Citation du jour: qui a dit ... (6)

Posté le 29.12.2007 par schangels
Qui a dit:

"J'adore les cacahuètes. Tu bois une bière et tu en as marre du goût. Alors tu manges des cacahuètes. Les cacahuètes c'est doux et salé, fort et tendre, comme une femme. Manger des cacahuètes, it's a really strong feeling. Et après tu as de nouveau envie de boire de la bière. Les cacahuètes c'est le mouvement perpétuel à la portée de l'homme"

Indice: un nietzschéen sauce marinière

Difficile de ne pas trouver, avec un style aussi inimitable. La dernière phrase entrera dans la grande histoire des petites idées qui font avec les moyens du bord.

F&H

Problème de philosophie n°4

Posté le 29.12.2007 par schangels
Dans la série des investigations logico-linguistiques, voici le quatrième problème philosophique de ce blog:

Problème n°4: pourquoi l'expression ''croire si'' est-elle un solécisme?

Hintikka a proposé une explication de ceci en termes de clause de succès: seules les verbes factifs admettent l'usage de la subordonnée interrogative en si.

Problème: le cas des verbes non factifs ''douter'' et ''se demander'' (entre autres).
Bien que cette explication fonctionne pour le verbe douter dans la langue française, elle ne marche pas pour la langue anglaise. Il y a en effet une différence entre to doubt that et to doubt whether: le premier doute présuppose chez le locuteur la fausseté du contenu propositionnel, et ceci ne doit pas être confondu avec la présupposition de vérité de to know that; le second doute exprime une réelle indécision de la part du locuteur vis-à-vis de la valeur de vérité du contenu propositionnel, contrairement au premier doute. Puisque douter n'est pas un factif: il n'appartient pas à la classe des actes assertifs mais à celle des actes expressifs, le solécisme n'est donc pas si simplement rendu compte en termes de non-factivité du verbe concerné. Par ailleurs, remarquez que la bipartition subtile du verbe anglais to doubt ne se retrouve pas dans notre langue française: ''douter si'' n'est pas usité et seul ''douter que'' prédomine, bien que celui-ci indique la propension du locuteur à asserter la négation du contenu propositionnel plutôt qu'à suspendre son jugement. Autrement dit, le vrai doute (la suspension de jugement) est celui qui ne se dit pas ... J'ai tenté d'expliquer cette relation intime entre douter que et assertion négative par ce que Austin appelait les performatifs premiers: le locuteur s'engage sur ce qu'il dit lorsqu'il explicite la nature de son acte illocutoire. Ex: je promets que tu auras un cadeau, 'je vous déclare mari et femme, etc.). Par conséquent, dire je doute que ...'' indique que le locuteur s'engage sur la valeur de vérité du contenu propositionnel: ce n'est pas seulement qu'il n'asserte pas sa vérité, mais il tend même à asserter sa fausseté. Cf. la distinction de Bochvar entre négation externe et interne (tout un programme). J'ai traduit également dans ma thèse un article passionnant sur l'analyse logique du verbe douter, assortie d'annotations et commentaires sur plusieurs passages de ce texte.

Référence:
Hart, A.: ''Toward a logic of doubt'', International Logic Review 21(1980), pp. 31-41.
Schang, F.: ''Illocutionary Oppositions'', Logica Universalis: Proceedings of the Square of Opposition(Montreux, June 2007), à paraître.
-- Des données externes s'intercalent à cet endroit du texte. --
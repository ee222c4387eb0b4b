//! Injectable randomness for the behavioral functions.
//!
//! Personality derivation is fully deterministic, but a handful of
//! behaviors draw randomness: decision noise and bluff rolls, chat
//! frequency gating, break/tilt rolls, and rivalry-reply gating. Those
//! draws go through [`RandomSource`] instead of an ambient generator so
//! that determinism tests can fix the rolls and behavioral tests can
//! sample distributions.

use std::collections::VecDeque;

use rand::rngs::StdRng;
use rand::{Rng, SeedableRng};

/// A uniform random source over `[0, 1)`.
///
/// Implementations must be safe to drive from a single thread; hosts that
/// evaluate many entities concurrently should give each worker its own
/// source (there is no shared state inside this crate to protect).
pub trait RandomSource {
    /// Draw a uniform value in `[0, 1)`.
    fn roll(&mut self) -> f64;

    /// Bernoulli trial: true with probability `p`.
    fn roll_bool(&mut self, p: f64) -> bool {
        self.roll() < p
    }

    /// Draw a uniform value in `[min, max)`.
    fn roll_range(&mut self, min: f64, max: f64) -> f64 {
        min + self.roll() * (max - min)
    }
}

/// Thread-local generator, the default for production hosts.
#[derive(Debug, Default, Clone, Copy)]
pub struct ThreadRandom;

impl RandomSource for ThreadRandom {
    fn roll(&mut self) -> f64 {
        rand::rng().random()
    }
}

/// Seeded generator for reproducible sampling in tests and simulations.
#[derive(Debug, Clone)]
pub struct SeededRandom {
    rng: StdRng,
}

impl SeededRandom {
    pub fn new(seed: u64) -> Self {
        Self {
            rng: StdRng::seed_from_u64(seed),
        }
    }
}

impl RandomSource for SeededRandom {
    fn roll(&mut self) -> f64 {
        self.rng.random()
    }
}

/// Scripted rolls for exact-output tests.
///
/// # Panics
///
/// Panics when the script runs out. Silent defaulting here would mask
/// non-determinism bugs (an unexpected extra draw), so exhaustion is fatal.
#[derive(Debug, Clone)]
pub struct ReplayRandom {
    rolls: VecDeque<f64>,
}

impl ReplayRandom {
    pub fn new(rolls: impl IntoIterator<Item = f64>) -> Self {
        Self {
            rolls: rolls.into_iter().collect(),
        }
    }

    /// Rolls remaining in the script.
    pub fn remaining(&self) -> usize {
        self.rolls.len()
    }
}

impl RandomSource for ReplayRandom {
    fn roll(&mut self) -> f64 {
        self.rolls
            .pop_front()
            .expect("replay random source exhausted: a behavior drew more rolls than scripted")
    }
}
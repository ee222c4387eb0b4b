//! Table chat and inside jokes.

use chrono::{DateTime, Utc};

use crate::catalog::{ChatSituation, FriendGroup};
use crate::personality::PersonalityEngine;
use crate::random::RandomSource;

/// Probability an inside joke gets worked into a post.
const INSIDE_JOKE_CHANCE: f64 = 0.10;

/// Whether to lean on an inside joke this time.
pub fn should_use_inside_joke(rng: &mut impl RandomSource) -> bool {
    rng.roll_bool(INSIDE_JOKE_CHANCE)
}

impl PersonalityEngine {
    /// A chat line for a table situation, or `None` when the entity
    /// stays quiet.
    ///
    /// The chat style's frequency gates the attempt (a silent entity
    /// speaks ~2% of the time, a trash talker ~25%). When it fires, one
    /// line is drawn from the style's generic lines plus the situation's
    /// lines, indexed by hash plus wall-clock millis — repeated calls in
    /// the same instant don't collide across entities, but an entity's
    /// hash doesn't bias which line of the pool it favors over time.
    pub fn table_chat(
        &self,
        identifier: &str,
        situation: ChatSituation,
        now: DateTime<Utc>,
        rng: &mut impl RandomSource,
    ) -> Option<String> {
        let style = self.chat_style(identifier);
        if !rng.roll_bool(style.chat_frequency) {
            return None;
        }

        let situation_lines = self.catalog.lines_for(situation);
        let pool_len = style.messages.len() + situation_lines.len();
        if pool_len == 0 {
            return None;
        }

        let hash = self.trait_hash(identifier, "chat_style");
        let millis = now.timestamp_millis().max(0) as u64;
        let idx = ((hash.wrapping_add(millis)) % pool_len as u64) as usize;

        let line = if idx < style.messages.len() {
            &style.messages[idx]
        } else {
            &situation_lines[idx - style.messages.len()]
        };
        Some(line.clone())
    }

    /// An inside-joke phrase for a friend group, varied per entity.
    ///
    /// Unknown groups fall back to the grinders' set, then to the first
    /// set in the catalog. `None` only when the resolved set is empty.
    pub fn inside_joke(&self, group: FriendGroup, identifier: &str) -> Option<&str> {
        let jokes = &self.catalog.inside_jokes;
        let set = jokes
            .iter()
            .find(|s| s.group == group)
            .or_else(|| jokes.iter().find(|s| s.group == FriendGroup::Grinders))
            .or_else(|| jokes.first())?;
        if set.phrases.is_empty() {
            return None;
        }
        let hash = self.trait_hash(identifier, "friend_group");
        let idx = (hash % set.phrases.len() as u64) as usize;
        Some(&set.phrases[idx])
    }
}
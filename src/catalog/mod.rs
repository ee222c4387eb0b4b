//! Archetype catalogs: the weighted tables every trait is derived from.
//!
//! The tables live in an explicit [`Catalog`] value rather than module
//! globals so alternate catalogs (tuning experiments, tests) can be
//! injected without patching shared state. [`Catalog::default`] reproduces
//! the reference tables; hand-built or JSON-loaded catalogs go through
//! [`Catalog::validate`] before an engine will accept them.

pub mod chat_styles;
pub mod play_styles;
pub mod schedules;
pub mod skill_tiers;
pub mod social;
pub mod stakes;

pub use chat_styles::{ChatSituation, ChatStyle, ChatStyleKey, SituationLines};
pub use play_styles::{PlayStyle, PlayStyleKey};
pub use schedules::{
    DoubleText, HandClass, HourPattern, SleepPattern, SleepPatternKey, TimingPattern,
    TimingPatternKey, TypingPattern, TypingPatternKey,
};
pub use skill_tiers::{SkillTier, SkillTierKey};
pub use social::{
    FriendGroup, InsideJokeSet, RivalryArchetype, RivalryKind, Superstition, SuperstitionKey,
    SuperstitionRule,
};
pub use stakes::{StakesKey, StakesLevel};

use serde::{Deserialize, Serialize};
use thiserror::Error;

/// Catalog validation errors
#[derive(Debug, Error)]
pub enum CatalogError {
    /// A weighted table's weights don't sum to its roll modulus
    #[error("{table} weights sum to {actual}, expected {expected}")]
    BadWeightSum {
        table: &'static str,
        expected: u32,
        actual: u32,
    },

    /// A table that traits index into has no entries
    #[error("{table} table is empty")]
    EmptyTable { table: &'static str },

    /// An hour value outside 0-23
    #[error("{table} contains hour {hour}, must be 0-23")]
    HourOutOfRange { table: &'static str, hour: u32 },

    /// A probability outside [0, 1]
    #[error("{table} contains frequency {value}, must be within [0, 1]")]
    FrequencyOutOfRange { table: &'static str, value: f64 },

    /// A numeric band with min above max
    #[error("{table} declares inverted range [{min}, {max}]")]
    InvertedRange {
        table: &'static str,
        min: f64,
        max: f64,
    },

    /// Catalog JSON failed to parse
    #[error("invalid catalog JSON: {0}")]
    Json(#[from] serde_json::Error),
}

/// The full set of archetype tables.
#[derive(Debug, Clone, PartialEq, Serialize, Deserialize)]
pub struct Catalog {
    pub play_styles: Vec<PlayStyle>,
    pub skill_tiers: Vec<SkillTier>,
    pub chat_styles: Vec<ChatStyle>,
    pub situation_lines: Vec<SituationLines>,
    pub stakes_levels: Vec<StakesLevel>,
    pub hour_patterns: Vec<HourPattern>,
    pub sleep_patterns: Vec<SleepPattern>,
    pub typing_patterns: Vec<TypingPattern>,
    pub timing_patterns: Vec<TimingPattern>,
    pub superstitions: Vec<Superstition>,
    pub rivalry_types: Vec<RivalryArchetype>,
    pub inside_jokes: Vec<InsideJokeSet>,
}

impl Default for Catalog {
    fn default() -> Self {
        Self {
            play_styles: play_styles::default_play_styles(),
            skill_tiers: skill_tiers::default_skill_tiers(),
            chat_styles: chat_styles::default_chat_styles(),
            situation_lines: chat_styles::default_situation_lines(),
            stakes_levels: stakes::default_stakes_levels(),
            hour_patterns: schedules::default_hour_patterns(),
            sleep_patterns: schedules::default_sleep_patterns(),
            typing_patterns: schedules::default_typing_patterns(),
            timing_patterns: schedules::default_timing_patterns(),
            superstitions: social::default_superstitions(),
            rivalry_types: social::default_rivalry_types(),
            inside_jokes: social::default_inside_jokes(),
        }
    }
}

/// Play style and skill tier rolls are taken mod 100.
const PERCENT_WEIGHT_SUM: u32 = 100;

/// The rivalry sub-roll is taken mod 10.
const RIVALRY_WEIGHT_SUM: u32 = 10;

impl Catalog {
    /// Load a catalog from JSON. The result still needs [`validate`] (the
    /// engine constructors call it) before trait derivation trusts it.
    ///
    /// [`validate`]: Catalog::validate
    pub fn from_json_str(json: &str) -> Result<Self, CatalogError> {
        Ok(serde_json::from_str(json)?)
    }

    /// Check the structural invariants trait derivation relies on:
    /// weighted tables sum to their roll modulus, indexed tables are
    /// non-empty, and hours/frequencies/bands are in range.
    pub fn validate(&self) -> Result<(), CatalogError> {
        self.check_non_empty()?;

        let style_sum: u32 = self.play_styles.iter().map(|s| s.weight).sum();
        if style_sum != PERCENT_WEIGHT_SUM {
            return Err(CatalogError::BadWeightSum {
                table: "play_styles",
                expected: PERCENT_WEIGHT_SUM,
                actual: style_sum,
            });
        }

        let tier_sum: u32 = self.skill_tiers.iter().map(|t| t.weight).sum();
        if tier_sum != PERCENT_WEIGHT_SUM {
            return Err(CatalogError::BadWeightSum {
                table: "skill_tiers",
                expected: PERCENT_WEIGHT_SUM,
                actual: tier_sum,
            });
        }

        let rivalry_sum: u32 = self.rivalry_types.iter().map(|r| r.weight).sum();
        if rivalry_sum != RIVALRY_WEIGHT_SUM {
            return Err(CatalogError::BadWeightSum {
                table: "rivalry_types",
                expected: RIVALRY_WEIGHT_SUM,
                actual: rivalry_sum,
            });
        }

        for style in &self.play_styles {
            for band in [
                style.vpip_range,
                style.pfr_range,
                style.three_bet_range,
                style.cbet_range,
                style.aggression_range,
            ] {
                if band[0] > band[1] {
                    return Err(CatalogError::InvertedRange {
                        table: "play_styles",
                        min: band[0],
                        max: band[1],
                    });
                }
            }
        }

        for chat in &self.chat_styles {
            if !(0.0..=1.0).contains(&chat.chat_frequency) {
                return Err(CatalogError::FrequencyOutOfRange {
                    table: "chat_styles",
                    value: chat.chat_frequency,
                });
            }
        }

        for typing in &self.typing_patterns {
            if !(0.0..=1.0).contains(&typing.double_text_chance) {
                return Err(CatalogError::FrequencyOutOfRange {
                    table: "typing_patterns",
                    value: typing.double_text_chance,
                });
            }
        }

        for pattern in &self.hour_patterns {
            if let Some(&hour) = pattern.hours.iter().find(|h| **h > 23) {
                return Err(CatalogError::HourOutOfRange {
                    table: "hour_patterns",
                    hour,
                });
            }
        }

        for sleep in &self.sleep_patterns {
            for hour in [sleep.sleep_start, sleep.sleep_end] {
                if hour > 23 {
                    return Err(CatalogError::HourOutOfRange {
                        table: "sleep_patterns",
                        hour,
                    });
                }
            }
        }

        Ok(())
    }

    fn check_non_empty(&self) -> Result<(), CatalogError> {
        let tables: [(&'static str, bool); 10] = [
            ("play_styles", self.play_styles.is_empty()),
            ("skill_tiers", self.skill_tiers.is_empty()),
            ("chat_styles", self.chat_styles.is_empty()),
            ("stakes_levels", self.stakes_levels.is_empty()),
            ("hour_patterns", self.hour_patterns.is_empty()),
            ("sleep_patterns", self.sleep_patterns.is_empty()),
            ("typing_patterns", self.typing_patterns.is_empty()),
            ("timing_patterns", self.timing_patterns.is_empty()),
            ("rivalry_types", self.rivalry_types.is_empty()),
            ("inside_jokes", self.inside_jokes.is_empty()),
        ];
        for (table, empty) in tables {
            if empty {
                return Err(CatalogError::EmptyTable { table });
            }
        }
        Ok(())
    }

    /// Lines for one table situation; empty when the situation has none.
    pub fn lines_for(&self, situation: ChatSituation) -> &[String] {
        self.situation_lines
            .iter()
            .find(|s| s.situation == situation)
            .map(|s| s.lines.as_slice())
            .unwrap_or(&[])
    }
}

/// Walk a cumulative-weight table. `roll` must already be reduced modulo
/// the table's weight sum; validation guarantees the walk lands in a
/// bucket for every in-range roll.
pub(crate) fn pick_weighted<T>(items: &[T], roll: u64, weight: impl Fn(&T) -> u32) -> &T {
    let mut cumulative = 0u64;
    for item in items {
        cumulative += u64::from(weight(item));
        if roll < cumulative {
            return item;
        }
    }
    unreachable!("weighted tables are validated: weights sum to the roll modulus")
}
//! Session behavior: table selection and departure timing.
//!
//! Both functions are pure in the profile and situational inputs;
//! `should_leave_table` additionally draws from the injected random
//! source for its tilt/break/win-lock rolls. Draws are lazy — a roll is
//! only taken when its branch's deterministic guard passes — so scripted
//! sources map 1:1 onto branch evaluation.

use serde::{Deserialize, Serialize};

use crate::personality::PersonalityProfile;
use crate::random::RandomSource;

/// A losing streak deeper than this (in big blinds) can trigger a tilt
/// exit.
const TILT_LOSS_BB: f64 = -3.0;

/// A win bigger than this (in big blinds) can get locked up.
const WIN_LOCK_BB: f64 = 5.0;

/// Probability of banking a big win and leaving.
const WIN_LOCK_CHANCE: f64 = 0.1;

/// Tables with this many players are worth joining.
const IDEAL_PLAYERS: std::ops::RangeInclusive<usize> = 4..=8;

/// Caller-supplied snapshot of the running session.
#[derive(Debug, Clone, Copy, Default, PartialEq, Serialize, Deserialize)]
#[serde(default)]
pub struct SessionState {
    pub minutes_played: u32,
    /// Net stack movement since sit-down, in big blinds
    pub stack_change_bb: f64,
    pub hands_played: u32,
}

/// Why a sit decision came out the way it did.
#[derive(Debug, Clone, Copy, PartialEq, Eq, Serialize, Deserialize)]
#[serde(rename_all = "snake_case")]
pub enum SitReason {
    GoodFit,
    StakesOutsideComfortZone,
    OffHours,
    TableConditionsNotIdeal,
}

impl std::fmt::Display for SitReason {
    fn fmt(&self, f: &mut std::fmt::Formatter<'_>) -> std::fmt::Result {
        match self {
            SitReason::GoodFit => write!(f, "Good fit for stake and time preference"),
            SitReason::StakesOutsideComfortZone => write!(f, "Stakes outside comfort zone"),
            SitReason::OffHours => write!(f, "Not preferred playing hours"),
            SitReason::TableConditionsNotIdeal => write!(f, "Table conditions not ideal"),
        }
    }
}

/// A sit decision with its itemized inputs, for observability.
#[derive(Debug, Clone, Copy, PartialEq, Eq, Serialize, Deserialize)]
pub struct SitDecision {
    pub should_sit: bool,
    pub stakes_match: bool,
    pub hour_match: bool,
    pub player_count_ideal: bool,
    pub reason: SitReason,
}

/// Why a leave decision came out the way it did.
#[derive(Debug, Clone, Copy, PartialEq, Eq, Serialize, Deserialize)]
#[serde(rename_all = "snake_case")]
pub enum LeaveReason {
    SessionLengthReached,
    Tilting,
    TakingBreak,
    LockingUpWin,
    Continuing,
}

impl std::fmt::Display for LeaveReason {
    fn fmt(&self, f: &mut std::fmt::Formatter<'_>) -> std::fmt::Result {
        match self {
            LeaveReason::SessionLengthReached => write!(f, "Session length reached"),
            LeaveReason::Tilting => write!(f, "Tilting - taking a break"),
            LeaveReason::TakingBreak => write!(f, "Taking a break"),
            LeaveReason::LockingUpWin => write!(f, "Locking up a win"),
            LeaveReason::Continuing => write!(f, "Continuing session"),
        }
    }
}

/// A leave decision and its reason.
#[derive(Debug, Clone, Copy, PartialEq, Eq, Serialize, Deserialize)]
pub struct LeaveDecision {
    pub should_leave: bool,
    pub reason: LeaveReason,
}

/// Whether the entity would sit at a table.
///
/// Sits iff the big blind falls in its stakes band, `hour` (0-23) is in
/// its preferred set, and the table has 4-8 players or is empty.
pub fn should_sit_at_table(
    profile: &PersonalityProfile,
    big_blind: i64,
    current_players: usize,
    hour: u32,
) -> SitDecision {
    let stakes_match = profile.stakes_preference.covers(big_blind);
    let hour_match = profile.session_profile.preferred_hours.contains(&hour);
    let player_count_ideal = IDEAL_PLAYERS.contains(&current_players);

    let should_sit = stakes_match && hour_match && (player_count_ideal || current_players == 0);

    let reason = if should_sit {
        SitReason::GoodFit
    } else if !stakes_match {
        SitReason::StakesOutsideComfortZone
    } else if !hour_match {
        SitReason::OffHours
    } else {
        SitReason::TableConditionsNotIdeal
    };

    SitDecision {
        should_sit,
        stakes_match,
        hour_match,
        player_count_ideal,
        reason,
    }
}

/// Whether the entity leaves the table now.
///
/// Checks run in fixed priority order; the first that fires wins:
/// 1. Session length reached (deterministic cutoff).
/// 2. Tilt exit: down more than 3 big blinds, probability = tilt factor.
/// 3. Random break: probability = `break_frequency / 100`.
/// 4. Win lock: up more than 5 big blinds, 10% probability.
pub fn should_leave_table(
    profile: &PersonalityProfile,
    session: &SessionState,
    rng: &mut impl RandomSource,
) -> LeaveDecision {
    if session.minutes_played >= profile.session_profile.avg_session_minutes {
        return LeaveDecision {
            should_leave: true,
            reason: LeaveReason::SessionLengthReached,
        };
    }

    if session.stack_change_bb < TILT_LOSS_BB && rng.roll_bool(profile.tilt_factor) {
        return LeaveDecision {
            should_leave: true,
            reason: LeaveReason::Tilting,
        };
    }

    if rng.roll_bool(profile.session_profile.break_frequency / 100.0) {
        return LeaveDecision {
            should_leave: true,
            reason: LeaveReason::TakingBreak,
        };
    }

    if session.stack_change_bb > WIN_LOCK_BB && rng.roll_bool(WIN_LOCK_CHANCE) {
        return LeaveDecision {
            should_leave: true,
            reason: LeaveReason::LockingUpWin,
        };
    }

    LeaveDecision {
        should_leave: false,
        reason: LeaveReason::Continuing,
    }
}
Je donnerai les références de Hintikka à qui me les demandera.
Prochain thème philosophique: la théorie des oppositions, particulièrement lié aux questions logico-linguistiques et qui concerne deux de mes amis philosophards: Alessio Moretti et Jean-Yves Béziau ...

F&H

Problème de philosophie n°3

Posté le 29.12.2007 par schangels
Pour étendre la thématique que Julien Dutant a (re)lancée dans son blog ''Philotropes'', à savoir: le rôle de l'analyse logique dans l'explication de plusieurs faits linguistiques, je propose d'autres pistes de recherche que je développerai dans mon blog (de concert avec les lecteurs de Philotropes, j'espère). Voici donc deux autres problèmes de philosophie du langage, qui constitueront ainsi les problèmes n°3 et n°4 dans ma propre liste des problèmes de philosophie. Le troisième, tout d'abord:

Problème n°3: pourquoi distingue-t-on savoir et connaître dans la langue française, mais pas dans la langue anglaise?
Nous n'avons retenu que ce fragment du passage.